Find every line below where the string "seen" shows up, and copy those lines.

Stored data entries

◇ ◇ ◇ ◇ ◇

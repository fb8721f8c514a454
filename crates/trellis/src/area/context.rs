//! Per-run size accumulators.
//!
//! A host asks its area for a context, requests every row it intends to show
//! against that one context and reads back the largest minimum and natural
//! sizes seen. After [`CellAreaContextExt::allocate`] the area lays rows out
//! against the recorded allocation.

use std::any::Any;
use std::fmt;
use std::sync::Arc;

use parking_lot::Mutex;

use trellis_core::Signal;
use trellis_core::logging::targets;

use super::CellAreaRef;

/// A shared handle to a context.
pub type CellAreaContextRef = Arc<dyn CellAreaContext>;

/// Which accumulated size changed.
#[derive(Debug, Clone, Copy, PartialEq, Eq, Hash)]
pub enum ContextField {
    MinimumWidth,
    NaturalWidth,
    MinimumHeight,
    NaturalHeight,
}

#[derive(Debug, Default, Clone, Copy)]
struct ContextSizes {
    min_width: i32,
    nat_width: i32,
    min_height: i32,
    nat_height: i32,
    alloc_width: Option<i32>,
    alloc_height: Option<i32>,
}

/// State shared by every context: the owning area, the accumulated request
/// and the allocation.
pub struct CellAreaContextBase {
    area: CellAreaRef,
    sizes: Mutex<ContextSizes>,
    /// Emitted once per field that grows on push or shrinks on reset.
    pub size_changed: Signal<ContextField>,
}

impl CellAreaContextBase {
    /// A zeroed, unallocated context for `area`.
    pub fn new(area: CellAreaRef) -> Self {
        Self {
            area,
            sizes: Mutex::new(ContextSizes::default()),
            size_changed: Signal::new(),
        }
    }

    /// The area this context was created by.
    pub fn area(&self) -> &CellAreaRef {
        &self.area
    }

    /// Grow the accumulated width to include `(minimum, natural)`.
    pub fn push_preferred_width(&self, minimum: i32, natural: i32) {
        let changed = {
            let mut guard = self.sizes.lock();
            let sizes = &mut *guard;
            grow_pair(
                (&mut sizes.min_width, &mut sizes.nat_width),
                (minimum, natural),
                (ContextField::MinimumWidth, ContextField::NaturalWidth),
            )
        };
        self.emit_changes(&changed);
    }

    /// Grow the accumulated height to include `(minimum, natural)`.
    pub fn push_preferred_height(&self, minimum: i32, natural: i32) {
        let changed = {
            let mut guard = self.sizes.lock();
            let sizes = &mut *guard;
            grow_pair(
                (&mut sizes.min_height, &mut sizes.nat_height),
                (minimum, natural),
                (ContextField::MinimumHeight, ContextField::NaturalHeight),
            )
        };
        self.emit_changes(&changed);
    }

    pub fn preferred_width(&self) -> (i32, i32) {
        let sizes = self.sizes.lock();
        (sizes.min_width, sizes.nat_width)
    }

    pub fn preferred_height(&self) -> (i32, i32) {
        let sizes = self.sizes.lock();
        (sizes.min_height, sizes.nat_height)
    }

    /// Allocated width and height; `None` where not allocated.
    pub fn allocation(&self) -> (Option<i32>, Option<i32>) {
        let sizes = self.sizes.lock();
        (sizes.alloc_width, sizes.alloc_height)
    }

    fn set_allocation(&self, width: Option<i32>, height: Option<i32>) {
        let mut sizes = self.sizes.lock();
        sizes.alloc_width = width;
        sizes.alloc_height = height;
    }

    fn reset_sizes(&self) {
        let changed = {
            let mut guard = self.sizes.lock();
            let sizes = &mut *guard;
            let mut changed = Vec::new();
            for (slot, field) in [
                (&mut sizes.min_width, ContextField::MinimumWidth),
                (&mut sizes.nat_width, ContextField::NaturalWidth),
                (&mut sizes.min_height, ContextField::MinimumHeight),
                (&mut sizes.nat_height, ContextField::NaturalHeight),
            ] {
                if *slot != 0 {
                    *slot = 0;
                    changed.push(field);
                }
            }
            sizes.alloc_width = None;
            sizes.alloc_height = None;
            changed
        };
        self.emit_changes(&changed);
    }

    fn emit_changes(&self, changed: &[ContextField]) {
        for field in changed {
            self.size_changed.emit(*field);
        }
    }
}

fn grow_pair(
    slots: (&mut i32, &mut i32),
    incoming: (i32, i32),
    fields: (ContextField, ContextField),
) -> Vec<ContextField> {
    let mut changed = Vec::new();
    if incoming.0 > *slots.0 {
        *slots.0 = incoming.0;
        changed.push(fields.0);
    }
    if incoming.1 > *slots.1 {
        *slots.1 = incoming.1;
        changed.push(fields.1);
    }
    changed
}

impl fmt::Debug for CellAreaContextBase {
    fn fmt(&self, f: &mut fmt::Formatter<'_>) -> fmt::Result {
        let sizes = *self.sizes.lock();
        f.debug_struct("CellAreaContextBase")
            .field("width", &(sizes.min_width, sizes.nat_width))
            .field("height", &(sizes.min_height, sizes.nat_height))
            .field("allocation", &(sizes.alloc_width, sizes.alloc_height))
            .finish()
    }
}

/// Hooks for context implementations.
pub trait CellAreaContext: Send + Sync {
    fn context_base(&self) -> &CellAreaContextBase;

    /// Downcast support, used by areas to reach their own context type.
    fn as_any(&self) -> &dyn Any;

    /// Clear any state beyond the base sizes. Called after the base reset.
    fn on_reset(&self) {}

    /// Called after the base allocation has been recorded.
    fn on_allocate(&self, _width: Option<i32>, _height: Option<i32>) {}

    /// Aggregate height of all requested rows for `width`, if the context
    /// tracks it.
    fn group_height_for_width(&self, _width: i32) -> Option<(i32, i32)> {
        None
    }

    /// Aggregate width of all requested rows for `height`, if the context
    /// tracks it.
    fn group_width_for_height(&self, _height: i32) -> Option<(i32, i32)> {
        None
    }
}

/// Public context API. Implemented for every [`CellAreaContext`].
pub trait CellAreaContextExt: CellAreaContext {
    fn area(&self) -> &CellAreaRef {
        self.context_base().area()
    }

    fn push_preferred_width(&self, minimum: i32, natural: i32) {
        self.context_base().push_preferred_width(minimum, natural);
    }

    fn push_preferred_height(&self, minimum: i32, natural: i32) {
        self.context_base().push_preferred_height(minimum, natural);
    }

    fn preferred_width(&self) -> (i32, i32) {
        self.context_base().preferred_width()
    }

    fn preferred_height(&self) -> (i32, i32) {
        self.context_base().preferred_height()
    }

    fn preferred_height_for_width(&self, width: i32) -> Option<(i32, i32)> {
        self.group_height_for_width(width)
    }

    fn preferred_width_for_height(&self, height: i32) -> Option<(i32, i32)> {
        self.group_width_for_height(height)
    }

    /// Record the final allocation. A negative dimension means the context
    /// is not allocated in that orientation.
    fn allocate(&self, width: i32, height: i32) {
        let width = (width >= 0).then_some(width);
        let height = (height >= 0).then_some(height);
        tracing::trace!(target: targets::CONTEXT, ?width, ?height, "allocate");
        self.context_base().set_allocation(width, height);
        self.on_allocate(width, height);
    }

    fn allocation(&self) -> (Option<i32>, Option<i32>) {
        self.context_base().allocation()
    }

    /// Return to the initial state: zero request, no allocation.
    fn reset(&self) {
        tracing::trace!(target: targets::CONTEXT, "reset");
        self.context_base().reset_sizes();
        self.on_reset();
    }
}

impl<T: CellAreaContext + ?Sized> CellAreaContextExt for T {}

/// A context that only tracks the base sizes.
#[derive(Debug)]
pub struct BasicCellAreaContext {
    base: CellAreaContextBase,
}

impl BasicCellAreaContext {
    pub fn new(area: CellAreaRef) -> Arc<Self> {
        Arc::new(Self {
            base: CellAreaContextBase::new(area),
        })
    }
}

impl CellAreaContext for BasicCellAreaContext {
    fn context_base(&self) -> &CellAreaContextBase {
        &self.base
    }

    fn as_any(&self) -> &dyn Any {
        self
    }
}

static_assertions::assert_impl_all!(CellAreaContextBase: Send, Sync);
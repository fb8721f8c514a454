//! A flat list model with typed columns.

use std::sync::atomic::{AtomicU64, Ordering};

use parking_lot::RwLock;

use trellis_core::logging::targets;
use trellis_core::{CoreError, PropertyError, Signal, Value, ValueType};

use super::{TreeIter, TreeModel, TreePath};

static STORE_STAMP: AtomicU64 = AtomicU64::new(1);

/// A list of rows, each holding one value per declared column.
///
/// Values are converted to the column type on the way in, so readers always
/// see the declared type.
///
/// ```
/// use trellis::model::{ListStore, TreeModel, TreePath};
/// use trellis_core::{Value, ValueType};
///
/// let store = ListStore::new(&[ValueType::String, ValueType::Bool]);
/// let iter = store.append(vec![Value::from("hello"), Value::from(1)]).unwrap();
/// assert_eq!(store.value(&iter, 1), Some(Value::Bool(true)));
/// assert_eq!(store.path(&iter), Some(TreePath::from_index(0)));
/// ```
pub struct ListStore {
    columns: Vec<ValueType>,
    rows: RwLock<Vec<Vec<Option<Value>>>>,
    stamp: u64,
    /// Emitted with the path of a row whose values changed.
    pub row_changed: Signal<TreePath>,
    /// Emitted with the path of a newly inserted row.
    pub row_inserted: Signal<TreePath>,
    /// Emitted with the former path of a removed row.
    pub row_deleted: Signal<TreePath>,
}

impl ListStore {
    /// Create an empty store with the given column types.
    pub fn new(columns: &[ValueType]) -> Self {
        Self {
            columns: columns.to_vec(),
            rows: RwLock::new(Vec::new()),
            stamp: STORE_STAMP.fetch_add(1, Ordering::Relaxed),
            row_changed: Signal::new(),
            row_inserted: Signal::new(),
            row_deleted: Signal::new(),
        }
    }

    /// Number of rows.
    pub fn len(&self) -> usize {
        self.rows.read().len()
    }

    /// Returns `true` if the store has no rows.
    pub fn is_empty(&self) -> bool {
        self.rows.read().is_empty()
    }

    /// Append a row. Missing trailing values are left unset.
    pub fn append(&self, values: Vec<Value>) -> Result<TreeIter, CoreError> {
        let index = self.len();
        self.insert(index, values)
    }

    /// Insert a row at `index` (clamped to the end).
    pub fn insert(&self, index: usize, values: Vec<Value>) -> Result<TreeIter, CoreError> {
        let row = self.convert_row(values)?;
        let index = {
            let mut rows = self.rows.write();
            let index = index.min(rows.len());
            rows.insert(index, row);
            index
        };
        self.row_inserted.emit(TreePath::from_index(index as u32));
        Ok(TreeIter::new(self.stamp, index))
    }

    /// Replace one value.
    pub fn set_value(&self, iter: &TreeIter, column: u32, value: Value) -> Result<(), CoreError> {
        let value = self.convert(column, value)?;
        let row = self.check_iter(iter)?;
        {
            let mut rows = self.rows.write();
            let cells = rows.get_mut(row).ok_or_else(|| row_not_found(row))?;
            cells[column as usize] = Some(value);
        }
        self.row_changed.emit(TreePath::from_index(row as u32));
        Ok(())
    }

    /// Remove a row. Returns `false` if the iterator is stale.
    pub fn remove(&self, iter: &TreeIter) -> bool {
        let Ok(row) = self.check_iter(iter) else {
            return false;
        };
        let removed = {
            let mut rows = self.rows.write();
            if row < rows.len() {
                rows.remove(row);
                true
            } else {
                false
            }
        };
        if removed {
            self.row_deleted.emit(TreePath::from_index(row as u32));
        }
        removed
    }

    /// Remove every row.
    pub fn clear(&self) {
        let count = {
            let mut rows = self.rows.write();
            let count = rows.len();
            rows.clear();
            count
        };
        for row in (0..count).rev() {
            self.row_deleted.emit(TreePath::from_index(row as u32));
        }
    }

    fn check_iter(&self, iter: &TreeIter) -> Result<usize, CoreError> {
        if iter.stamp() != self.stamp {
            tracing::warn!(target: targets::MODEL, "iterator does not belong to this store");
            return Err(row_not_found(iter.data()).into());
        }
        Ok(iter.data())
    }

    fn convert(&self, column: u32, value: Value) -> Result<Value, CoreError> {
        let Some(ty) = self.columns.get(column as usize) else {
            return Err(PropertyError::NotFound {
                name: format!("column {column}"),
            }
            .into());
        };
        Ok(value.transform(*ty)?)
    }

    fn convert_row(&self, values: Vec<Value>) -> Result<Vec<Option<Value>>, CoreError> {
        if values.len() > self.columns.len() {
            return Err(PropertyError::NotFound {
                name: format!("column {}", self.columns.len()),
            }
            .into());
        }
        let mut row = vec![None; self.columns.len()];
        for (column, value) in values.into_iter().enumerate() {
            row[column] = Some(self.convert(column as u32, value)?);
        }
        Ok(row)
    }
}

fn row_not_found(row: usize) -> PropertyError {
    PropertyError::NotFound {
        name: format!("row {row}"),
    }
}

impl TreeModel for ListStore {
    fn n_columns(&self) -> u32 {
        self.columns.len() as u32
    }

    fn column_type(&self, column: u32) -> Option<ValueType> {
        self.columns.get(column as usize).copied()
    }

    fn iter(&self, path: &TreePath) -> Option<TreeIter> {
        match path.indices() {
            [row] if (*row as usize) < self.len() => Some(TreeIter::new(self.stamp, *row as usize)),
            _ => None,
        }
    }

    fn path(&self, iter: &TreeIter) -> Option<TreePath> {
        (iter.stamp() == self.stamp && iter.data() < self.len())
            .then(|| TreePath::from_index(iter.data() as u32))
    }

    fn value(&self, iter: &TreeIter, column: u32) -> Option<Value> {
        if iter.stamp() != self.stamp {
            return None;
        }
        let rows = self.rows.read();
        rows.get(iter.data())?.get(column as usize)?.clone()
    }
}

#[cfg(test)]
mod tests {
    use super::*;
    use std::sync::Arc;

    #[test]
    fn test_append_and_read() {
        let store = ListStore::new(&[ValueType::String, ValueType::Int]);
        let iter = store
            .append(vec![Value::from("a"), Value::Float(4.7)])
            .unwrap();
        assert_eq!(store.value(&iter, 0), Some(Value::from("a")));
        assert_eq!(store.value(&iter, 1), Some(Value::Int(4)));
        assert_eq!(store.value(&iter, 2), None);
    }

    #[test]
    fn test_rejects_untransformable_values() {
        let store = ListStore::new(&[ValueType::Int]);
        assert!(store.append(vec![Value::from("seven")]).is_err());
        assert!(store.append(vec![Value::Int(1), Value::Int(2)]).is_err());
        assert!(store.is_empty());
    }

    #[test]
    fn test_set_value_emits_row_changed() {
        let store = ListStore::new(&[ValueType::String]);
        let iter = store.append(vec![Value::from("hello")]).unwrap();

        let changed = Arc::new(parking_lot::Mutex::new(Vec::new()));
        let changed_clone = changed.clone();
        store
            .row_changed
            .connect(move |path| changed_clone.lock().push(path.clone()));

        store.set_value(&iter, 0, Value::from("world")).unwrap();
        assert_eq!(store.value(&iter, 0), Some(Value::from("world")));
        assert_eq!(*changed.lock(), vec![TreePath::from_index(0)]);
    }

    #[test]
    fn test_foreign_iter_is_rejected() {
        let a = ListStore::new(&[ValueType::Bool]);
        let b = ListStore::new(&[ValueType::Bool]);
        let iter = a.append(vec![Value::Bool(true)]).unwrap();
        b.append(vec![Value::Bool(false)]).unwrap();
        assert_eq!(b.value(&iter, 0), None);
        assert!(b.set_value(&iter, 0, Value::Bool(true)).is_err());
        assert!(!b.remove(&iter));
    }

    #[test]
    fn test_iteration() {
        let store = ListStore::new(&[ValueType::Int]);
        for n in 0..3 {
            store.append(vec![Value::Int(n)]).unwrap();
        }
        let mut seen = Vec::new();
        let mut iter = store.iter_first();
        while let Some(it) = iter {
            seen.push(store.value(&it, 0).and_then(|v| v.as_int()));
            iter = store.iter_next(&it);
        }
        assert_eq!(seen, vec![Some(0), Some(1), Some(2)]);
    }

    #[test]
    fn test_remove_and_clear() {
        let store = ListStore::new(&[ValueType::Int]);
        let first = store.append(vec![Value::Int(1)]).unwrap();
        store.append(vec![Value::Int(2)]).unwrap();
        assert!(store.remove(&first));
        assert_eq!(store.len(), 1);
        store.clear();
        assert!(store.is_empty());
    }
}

◇ ◇ ◇ ◇ ◇

| Result |
//! sizes seen. After [`CellAreaContextExt::allocate`] the area lays rows out
        let mut seen = Vec::new();
            seen.push(store.value(&it, 0).and_then(|v| v.as_int()));
        assert_eq!(seen, vec![Some(0), Some(1), Some(2)]);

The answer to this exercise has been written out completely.